A defesa, feita pelos advogados Lucas Lazari e Caroline Lacerda, sustentou que não houve violação à norma porque o parque continuava em obras e por não ter havido cerimônia oficial, descerramento de placa ou referência a autoridades. Os defensores apontaram ainda a desproporcionalidade da cassação.
Inauguração discreta
Relatora da matéria no TSE, Estela Aranha entendeu que ficou comprovado o caráter inaugural do evento, já que o parque municipal passou a ser aberto à comunidade todos os finais de semana, não se tratando de mera celebração do aniversário da cidade.
Ainda assim, ela considerou desproporcional a cassação dos eleitos.
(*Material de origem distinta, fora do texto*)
//! Forward-auth identity.
//!
//! The admin surface sits behind a reverse proxy that authenticates the
//! operator and passes the identity in a header (`Remote-User` by default).
//! The proxy strips any client-supplied copy of that header, so its value is
//! trusted as-is.

use axum::{
    async_trait,
    body::Body,
    extract::FromRequestParts,
    http::{request::Parts, HeaderName, Request},
    middleware::Next,
    response::Response,
};
use std::collections::HashSet;
use std::sync::Arc;

use crate::config::WebConfig;
use crate::web::error::ApiError;
use crate::{RegistrarError, Result};

/// Longest identity accepted from the proxy.
pub const MAX_IDENTITY_LENGTH: usize = 255;

/// Forward-auth settings, injected into request extensions.
#[derive(Debug, Clone)]
pub struct ForwardAuthState {
    header: HeaderName,
    admin_users: HashSet<String>,
}

impl ForwardAuthState {
    /// Create a new state.
    ///
    /// An empty allow-list admits every identity the proxy asserts.
    pub fn new(header: &str, admin_users: &[String]) -> Result<Self> {
        let header = HeaderName::try_from(header).map_err(|e| {
            RegistrarError::Config(format!("invalid remote user header '{header}': {e}"))
        })?;
        Ok(Self {
            header,
            admin_users: admin_users
                .iter()
                .map(|u| u.trim().to_string())
                .filter(|u| !u.is_empty())
                .collect(),
        })
    }

    /// Create the state from the `[web]` section.
    pub fn from_config(config: &WebConfig) -> Result<Self> {
        Self::new(&config.remote_user_header, &config.admin_users)
    }

    /// Name of the identity header.
    pub fn header(&self) -> &HeaderName {
        &self.header
    }

    /// Whether `identity` may use the admin surface.
    pub fn is_allowed(&self, identity: &str) -> bool {
        self.admin_users.is_empty() || self.admin_users.contains(identity)
    }

    /// Resolve the identity carried by `parts`.
    fn authenticate(&self, parts: &Parts) -> std::result::Result<String, ApiError> {
        let identity = parts
            .headers
            .get(&self.header)
            .and_then(|value| value.to_str().ok())
            .map(str::trim)
            .filter(|value| !value.is_empty())
            .ok_or_else(|| ApiError::unauthorized("Missing authenticated user"))?;

        if identity.len() > MAX_IDENTITY_LENGTH || identity.chars().any(char::is_control) {
            return Err(ApiError::unauthorized("Invalid authenticated user"));
        }

        if !self.is_allowed(identity) {
            tracing::warn!(user = %identity, "Admin access denied, user not on allow-list");
            return Err(ApiError::forbidden("Not an administrator"));
        }

        Ok(identity.to_string())
    }
}

/// Extractor for the calling administrator.
///
/// Fails with 401 when the proxy did not assert an identity and 403 when the
/// identity is not on the allow-list.
#[derive(Debug, Clone, PartialEq, Eq)]
pub struct AdminUser(pub String);

#[async_trait]
impl<S> FromRequestParts<S> for AdminUser
where
    S: Send + Sync,
{
    type Rejection = ApiError;

    async fn from_request_parts(parts: &mut Parts, _state: &S) -> std::result::Result<Self, Self::Rejection> {
        let auth = parts
            .extensions
            .get::<Arc<ForwardAuthState>>()
            .ok_or_else(|| ApiError::internal("Forward auth not configured"))?;

        auth.authenticate(parts).map(AdminUser)
    }
}

/// Middleware function to inject forward-auth state into request extensions.
pub async fn forward_auth(
    auth_state: Arc<ForwardAuthState>,
    mut request: Request<Body>,
    next: Next,
) -> Response {
    request.extensions_mut().insert(auth_state);
    next.run(request).await
}

#[cfg(test)]
mod tests {
    use super::*;
    use axum::{
        http::StatusCode,
        middleware,
        response::IntoResponse,
        routing::get,
        Router,
    };
    use tower::util::ServiceExt;

    async fn whoami(admin: AdminUser) -> impl IntoResponse {
        admin.0
    }

    fn app(admin_users: &[String]) -> Router {
        let state = Arc::new(ForwardAuthState::new("Remote-User", admin_users).unwrap());
        Router::new()
            .route("/", get(whoami))
            .layer(middleware::from_fn(move |req, next| {
                let state = state.clone();
                forward_auth(state, req, next)
            }))
    }

    async fn call(app: Router, user: Option<&str>) -> (StatusCode, String) {
        let mut builder = Request::builder().uri("/");
        if let Some(user) = user {
            builder = builder.header("Remote-User", user);
        }
        let response = app.oneshot(builder.body(Body::empty()).unwrap()).await.unwrap();
        let status = response.status();
        let body = http_body_util::BodyExt::collect(response.into_body())
            .await
            .unwrap()
            .to_bytes();
        (status, String::from_utf8_lossy(&body).into_owned())
    }

    #[tokio::test]
    async fn test_missing_header_is_unauthorized() {
        let (status, _) = call(app(&[]), None).await;
        assert_eq!(status, StatusCode::UNAUTHORIZED);

        let (status, _) = call(app(&[]), Some("   ")).await;
        assert_eq!(status, StatusCode::UNAUTHORIZED);
    }

    #[tokio::test]
    async fn test_any_identity_without_allow_list() {
        let (status, body) = call(app(&[]), Some("carol")).await;
        assert_eq!(status, StatusCode::OK);
        assert_eq!(body, "carol");
    }

    #[tokio::test]
    async fn test_allow_list_enforced() {
        let admins = vec!["admin".to_string()];
        let (status, body) = call(app(&admins), Some("admin")).await;
        assert_eq!(status, StatusCode::OK);
        assert_eq!(body, "admin");

        let (status, _) = call(app(&admins), Some("mallory")).await;
        assert_eq!(status, StatusCode::FORBIDDEN);
    }

    #[tokio::test]
    async fn test_overlong_identity_rejected() {
        let long = "a".repeat(MAX_IDENTITY_LENGTH + 1);
        let (status, _) = call(app(&[]), Some(&long)).await;
        assert_eq!(status, StatusCode::UNAUTHORIZED);
    }

    #[tokio::test]
    async fn test_missing_state_is_internal_error() {
        let app = Router::new().route("/", get(whoami));
        let (status, _) = call(app, Some("admin")).await;
        assert_eq!(status, StatusCode::INTERNAL_SERVER_ERROR);
    }

    #[test]
    fn test_invalid_header_name() {
        assert!(ForwardAuthState::new("Remote User", &[]).is_err());
        let state = ForwardAuthState::new("X-Forwarded-User", &[" ops ".to_string()]).unwrap();
        assert_eq!(state.header().as_str(), "x-forwarded-user");
        assert!(state.is_allowed("ops"));
        assert!(!state.is_allowed("dev"));
    }
}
Isso porque o TSE entende que a condenação pelo artigo 77 da Lei das Eleições deve ser aplicada com cautela, considerando-se a magnitude da única sanção prevista.
No caso de Viamão, não houve discurso, tampouco foram proferidas falas de autoridades destinadas à exaltação das candidaturas. O fato de os presentes usarem adereços de campanha e cumprimentarem os presentes não indica o ilícito eleitoral, segundo a relatora.
“A mera presença dos candidatos no local, ou o fato de terem sido fotografados, não transforma uma presença discreta em atuação ativa ou ostensiva, sobretudo porque não foi demonstrado o alcance dessas imagens na internet.”
“Eventual benefício eleitoral à candidatura poderia ocorrer com qualquer outro candidato em eventos públicos realizados durante o período de campanha”, complementou ela.